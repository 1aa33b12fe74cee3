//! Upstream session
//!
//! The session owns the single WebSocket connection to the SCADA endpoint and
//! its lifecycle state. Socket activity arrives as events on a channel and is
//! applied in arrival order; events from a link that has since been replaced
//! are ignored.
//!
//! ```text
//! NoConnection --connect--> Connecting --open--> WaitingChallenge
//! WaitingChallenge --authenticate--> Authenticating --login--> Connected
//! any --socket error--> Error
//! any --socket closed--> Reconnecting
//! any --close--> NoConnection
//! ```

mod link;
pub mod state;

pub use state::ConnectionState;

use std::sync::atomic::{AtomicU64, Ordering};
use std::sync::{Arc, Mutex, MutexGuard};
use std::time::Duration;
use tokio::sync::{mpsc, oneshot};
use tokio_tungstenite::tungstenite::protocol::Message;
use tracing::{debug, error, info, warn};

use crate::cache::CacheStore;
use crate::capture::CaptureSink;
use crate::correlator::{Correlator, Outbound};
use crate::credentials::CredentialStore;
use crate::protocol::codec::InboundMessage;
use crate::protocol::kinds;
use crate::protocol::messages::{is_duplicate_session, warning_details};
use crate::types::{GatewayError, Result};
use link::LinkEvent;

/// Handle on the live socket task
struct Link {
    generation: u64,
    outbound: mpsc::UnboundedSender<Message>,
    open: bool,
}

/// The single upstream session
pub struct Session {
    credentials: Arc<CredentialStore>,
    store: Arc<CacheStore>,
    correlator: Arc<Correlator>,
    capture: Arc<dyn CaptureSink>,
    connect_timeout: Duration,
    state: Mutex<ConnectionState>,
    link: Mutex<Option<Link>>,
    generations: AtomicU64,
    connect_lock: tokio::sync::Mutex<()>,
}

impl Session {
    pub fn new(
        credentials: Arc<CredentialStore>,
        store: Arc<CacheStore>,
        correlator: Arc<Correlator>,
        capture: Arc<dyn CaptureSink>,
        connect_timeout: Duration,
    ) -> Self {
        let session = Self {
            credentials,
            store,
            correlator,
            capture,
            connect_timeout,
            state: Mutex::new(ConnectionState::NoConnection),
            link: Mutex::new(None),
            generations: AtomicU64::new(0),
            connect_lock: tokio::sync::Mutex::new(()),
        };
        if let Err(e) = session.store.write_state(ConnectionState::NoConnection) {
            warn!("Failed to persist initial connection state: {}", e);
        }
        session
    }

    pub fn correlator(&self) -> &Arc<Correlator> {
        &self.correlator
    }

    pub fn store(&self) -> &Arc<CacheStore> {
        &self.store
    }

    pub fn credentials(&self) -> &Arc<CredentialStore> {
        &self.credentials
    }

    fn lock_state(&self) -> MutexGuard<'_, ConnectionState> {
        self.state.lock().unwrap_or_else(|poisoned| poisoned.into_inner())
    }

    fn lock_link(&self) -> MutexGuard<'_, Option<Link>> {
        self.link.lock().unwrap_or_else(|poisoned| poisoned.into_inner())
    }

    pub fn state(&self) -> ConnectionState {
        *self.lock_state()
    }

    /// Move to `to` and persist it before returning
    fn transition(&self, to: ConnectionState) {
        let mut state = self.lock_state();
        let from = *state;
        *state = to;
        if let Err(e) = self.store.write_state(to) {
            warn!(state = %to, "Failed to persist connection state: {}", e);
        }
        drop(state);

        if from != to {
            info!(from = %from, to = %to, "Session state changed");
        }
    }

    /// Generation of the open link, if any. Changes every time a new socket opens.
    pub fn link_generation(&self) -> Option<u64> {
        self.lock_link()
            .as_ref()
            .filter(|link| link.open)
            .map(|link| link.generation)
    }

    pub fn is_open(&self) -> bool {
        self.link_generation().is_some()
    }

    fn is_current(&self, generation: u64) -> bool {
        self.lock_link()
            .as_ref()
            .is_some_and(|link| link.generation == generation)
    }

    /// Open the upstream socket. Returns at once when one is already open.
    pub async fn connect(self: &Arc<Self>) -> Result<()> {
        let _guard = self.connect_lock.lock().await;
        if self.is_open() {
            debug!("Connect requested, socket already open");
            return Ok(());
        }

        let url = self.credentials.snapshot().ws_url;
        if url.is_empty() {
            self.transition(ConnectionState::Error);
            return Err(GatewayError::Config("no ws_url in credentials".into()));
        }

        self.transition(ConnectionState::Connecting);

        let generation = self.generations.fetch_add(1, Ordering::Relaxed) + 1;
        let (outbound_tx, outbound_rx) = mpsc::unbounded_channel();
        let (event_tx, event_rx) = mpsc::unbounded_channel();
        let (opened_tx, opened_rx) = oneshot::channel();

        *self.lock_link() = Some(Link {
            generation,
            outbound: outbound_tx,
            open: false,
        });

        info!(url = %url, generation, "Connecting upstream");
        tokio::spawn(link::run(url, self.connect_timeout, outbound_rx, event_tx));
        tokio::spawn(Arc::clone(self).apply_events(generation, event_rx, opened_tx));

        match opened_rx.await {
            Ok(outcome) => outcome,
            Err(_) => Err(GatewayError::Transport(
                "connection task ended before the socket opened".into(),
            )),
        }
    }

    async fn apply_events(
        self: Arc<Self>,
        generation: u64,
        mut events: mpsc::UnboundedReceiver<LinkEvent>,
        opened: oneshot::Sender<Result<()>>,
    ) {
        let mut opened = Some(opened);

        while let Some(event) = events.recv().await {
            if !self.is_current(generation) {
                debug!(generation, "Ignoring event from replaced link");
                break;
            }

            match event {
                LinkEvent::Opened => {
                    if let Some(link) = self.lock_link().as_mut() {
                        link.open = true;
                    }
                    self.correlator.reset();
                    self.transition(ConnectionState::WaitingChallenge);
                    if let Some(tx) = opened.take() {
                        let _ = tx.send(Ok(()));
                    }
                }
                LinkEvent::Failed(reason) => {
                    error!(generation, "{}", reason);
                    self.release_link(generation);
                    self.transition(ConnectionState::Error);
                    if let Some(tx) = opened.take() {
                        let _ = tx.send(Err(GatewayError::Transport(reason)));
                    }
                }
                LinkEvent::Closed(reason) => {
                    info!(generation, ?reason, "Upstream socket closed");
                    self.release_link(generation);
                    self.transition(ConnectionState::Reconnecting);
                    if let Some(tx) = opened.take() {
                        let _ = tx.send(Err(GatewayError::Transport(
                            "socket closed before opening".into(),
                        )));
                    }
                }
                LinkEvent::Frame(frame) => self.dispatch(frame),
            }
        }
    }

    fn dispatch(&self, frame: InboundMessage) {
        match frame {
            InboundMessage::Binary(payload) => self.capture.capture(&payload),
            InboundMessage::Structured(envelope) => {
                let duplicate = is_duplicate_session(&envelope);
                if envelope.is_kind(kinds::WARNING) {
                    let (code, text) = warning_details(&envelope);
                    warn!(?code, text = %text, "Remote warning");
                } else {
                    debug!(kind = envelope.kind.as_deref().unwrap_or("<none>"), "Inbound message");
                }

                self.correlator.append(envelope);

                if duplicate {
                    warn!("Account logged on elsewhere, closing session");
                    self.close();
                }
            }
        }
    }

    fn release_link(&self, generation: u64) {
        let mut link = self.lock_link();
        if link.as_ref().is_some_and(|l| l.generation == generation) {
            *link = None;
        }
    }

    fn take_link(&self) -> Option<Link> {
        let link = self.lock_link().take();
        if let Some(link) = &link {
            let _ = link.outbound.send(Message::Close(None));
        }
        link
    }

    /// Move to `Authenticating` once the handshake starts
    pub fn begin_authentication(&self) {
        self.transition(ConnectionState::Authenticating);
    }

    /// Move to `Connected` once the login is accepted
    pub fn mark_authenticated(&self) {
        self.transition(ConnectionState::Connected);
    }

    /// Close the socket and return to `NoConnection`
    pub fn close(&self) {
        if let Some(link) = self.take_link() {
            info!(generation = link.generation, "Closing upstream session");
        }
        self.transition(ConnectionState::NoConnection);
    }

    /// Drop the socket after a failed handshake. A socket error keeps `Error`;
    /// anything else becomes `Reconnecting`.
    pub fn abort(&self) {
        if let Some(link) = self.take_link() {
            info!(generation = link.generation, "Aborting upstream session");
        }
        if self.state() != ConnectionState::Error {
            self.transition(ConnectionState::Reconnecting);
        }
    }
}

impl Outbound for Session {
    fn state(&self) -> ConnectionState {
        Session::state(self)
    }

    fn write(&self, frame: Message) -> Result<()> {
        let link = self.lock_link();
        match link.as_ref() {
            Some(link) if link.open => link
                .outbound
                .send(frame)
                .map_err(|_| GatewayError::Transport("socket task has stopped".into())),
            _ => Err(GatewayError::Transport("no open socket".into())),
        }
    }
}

What is needed: Scan the preceding listing for the string "Result" and copy every line where it occurs.

Completed exercise:
use crate::types::{GatewayError, Result};
    pub async fn connect(self: &Arc<Self>) -> Result<()> {
        opened: oneshot::Sender<Result<()>>,
    fn write(&self, frame: Message) -> Result<()> {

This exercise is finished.